In a tiny town in West Virginia, Pauline Gates was clear about this: Her two sons would be doctors.
One, Dr. Paul Gates, is, indeed, an oral surgeon. But the other descended into academia and fame.
That’s Henry Louis Gates Jr. (shown here), who is now one of PBS’ biggest stars. “It was a fantasy of mine,” Gates said. “I didn’t even realize that it was; I didn’t tell anybody.”
But here he is, filling our TV sets. PBS has been re-running his “Finding Your Roots” at 8 p.m. Tuesdays; it will have a fresh batch in January.
Then there are the documentaries. His last one, about the Black church, has an Emmy nomination; his next one – on the fabric of Black society, from barbershops and beauty salons to clubs and colleges – starts Oct. 4.

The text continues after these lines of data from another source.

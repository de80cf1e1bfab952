//! Driver configuration schema.

use std::collections::BTreeMap;

use {
    secrecy::{ExposeSecret, Secret},
    serde::{Deserialize, Serialize},
};

/// Driver-wide policy shared by every cookie the driver creates.
#[derive(Debug, Clone, Default, Serialize, Deserialize)]
#[serde(default)]
pub struct DriverConfig {
    /// Classifier label value. `None` disables container labels entirely.
    pub container_label_tag: Option<String>,
    /// Value of the instance label. Generated at driver start when unset.
    pub instance_id: Option<String>,
    /// Hostname given to containers that run on the default network.
    /// Defaults to the host's own name.
    pub hostname: Option<String>,
    /// Mount every container's root filesystem read-only.
    pub enable_read_only_root_fs: bool,
    /// Inode cap applied to a sized `/tmp` tmpfs (0 = uncapped).
    pub max_tmpfs_inodes: u64,
    /// Run containers as root with full capabilities.
    pub disable_unprivileged_containers: bool,
    /// Allow images that declare `VOLUME`s.
    pub image_enable_volume: bool,
    /// Static credentials keyed by registry host.
    pub registries: BTreeMap<String, RegistryAuth>,
}

/// Static credentials for one registry.
#[derive(Clone, Default, Serialize, Deserialize)]
#[serde(default)]
pub struct RegistryAuth {
    pub username: Option<String>,
    #[serde(
        serialize_with = "serialize_option_secret",
        skip_serializing_if = "Option::is_none"
    )]
    pub password: Option<Secret<String>>,
    pub email: Option<String>,
    #[serde(
        serialize_with = "serialize_option_secret",
        skip_serializing_if = "Option::is_none"
    )]
    pub identity_token: Option<Secret<String>>,
}

impl std::fmt::Debug for RegistryAuth {
    fn fmt(&self, f: &mut std::fmt::Formatter<'_>) -> std::fmt::Result {
        f.debug_struct("RegistryAuth")
            .field("username", &self.username)
            .field("password", &self.password.as_ref().map(|_| "[REDACTED]"))
            .field("email", &self.email)
            .field(
                "identity_token",
                &self.identity_token.as_ref().map(|_| "[REDACTED]"),
            )
            .finish()
    }
}

fn serialize_option_secret<S: serde::Serializer>(
    secret: &Option<Secret<String>>,
    serializer: S,
) -> Result<S::Ok, S::Error> {
    match secret {
        Some(s) => serializer.serialize_some(s.expose_secret()),
        None => serializer.serialize_none(),
    }
}

#[allow(clippy::unwrap_used, clippy::expect_used)]
#[cfg(test)]
mod tests {
    use super::*;

    #[test]
    fn defaults_are_secure() {
        let cfg = DriverConfig::default();
        assert!(!cfg.disable_unprivileged_containers);
        assert!(!cfg.image_enable_volume);
        assert!(!cfg.enable_read_only_root_fs);
        assert!(cfg.container_label_tag.is_none());
        assert!(cfg.registries.is_empty());
    }

    #[test]
    fn registry_auth_debug_redacts_secrets() {
        let auth = RegistryAuth {
            username: Some("robot".into()),
            password: Some(Secret::new("hunter2".into())),
            email: None,
            identity_token: Some(Secret::new("tok".into())),
        };
        let dbg = format!("{auth:?}");
        assert!(dbg.contains("robot"));
        assert!(!dbg.contains("hunter2"));
        assert!(dbg.contains("[REDACTED]"));
    }

    #[test]
    fn registry_auth_serializes_password_for_round_trip() {
        let auth = RegistryAuth {
            username: Some("robot".into()),
            password: Some(Secret::new("hunter2".into())),
            ..Default::default()
        };
        let json = serde_json::to_string(&auth).unwrap();
        assert!(json.contains("\"password\":\"hunter2\""));
        assert!(!json.contains("identity_token"));
    }
}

That puts Gates in a world that impressed him long ago. “I fell in love with documentary film watching Kenneth Clark in ‘Civilisation’ in 1969 and 1970 and then Jacob Bronowski in ‘The Ascent of Man.’”
At the time, he was dutifully a pre-med major at Yale. He switched to history (graduating Phi Beta Kappa), tried law school for a month and then became a Black-history expert.
In a way, he’s doing the same thing his mother did. She was a cleaning lady, married to a mill worker, but she was also the biographer of the Black community, carefully crafting obituaries.
This was in Piedmont, “an Irish-Italian paper-mill town,” Hampton said. When he was born, it had 2,565 people; that’s now shrunk to 716, about 140 of them Black.
When he was young, there were perhaps 300 Blacks, confined to two streets. “I had this nurturing security of the Black world – the Black church, the Black mill picnic, the Black 4th-of-July picnic, all these Black fraternal organizations, as well as the crossover experience in the white schools.”
Shortly before he reached 1st grade, the Piedmont schools were integrated. His academic ascent began.
As the first Black winner of a Mellon Scholarship, Gates got his doctorate at Cambridge. He was a lecturer in Yale, then on the faculties of Cornell, Duke and Harvard. “When I was chair of the (African American Studies) department, we created a Ph.D. program. Now our Ph.D. students have tenure.”
Hampton got there in 1991 and soon visited the Boston headquarters of Henry Hampton, creator of “Eyes on the Prize,” an acclaimed civil-rights documentary.
“At the end of the day, I was hooked …. I said to Henry, ‘You know, in England they have guys like me, academics, be presenters in front of the camera.’
“He said, ‘Yeah, that’s in England.’”
It was an English producer who called with an idea – a three-week train trip in Africa with his then-wife and their daughters, then 14 and 12.
“The whole conceit of it was the professor of Afro-American studies at Harvard was taking his mixed-race daughters to Africa to find their roots and them (saying), ‘Our roots are in Cambridge, Mass. I want a Big Mac.’ The Guardian (called) it ‘National Lampoon Goes to Africa.’”
Serious PBS films followed, which Gates now sees as a key piece of academia. “The companion book on Reconstruction … sold 100,000 copies. That’s great, but millions of people saw our documentary series on Reconstruction …. We had 4.2 million people watch ‘The Black Church.’”
Alongside the heavier works, his “Finding Your Roots” is a journey through celebrities’ backgrounds.
In the upcoming season, for instance, Joe Manganiello (“True Blood”) saw a photo of the German officer who apparently impregnated his great-grandmother after she fled from Armenia. “That was a really profound moment for me,” Manganiello said. “And then to share that with my mother.”
Many other surprises have surfaced … including when Gates learned that his fourth great-grandfather “was one of the 5,000 or so Black patriots in the Revolutionary War.” Two centuries later, that soldier’s descendant would prepare her sons to become doctors.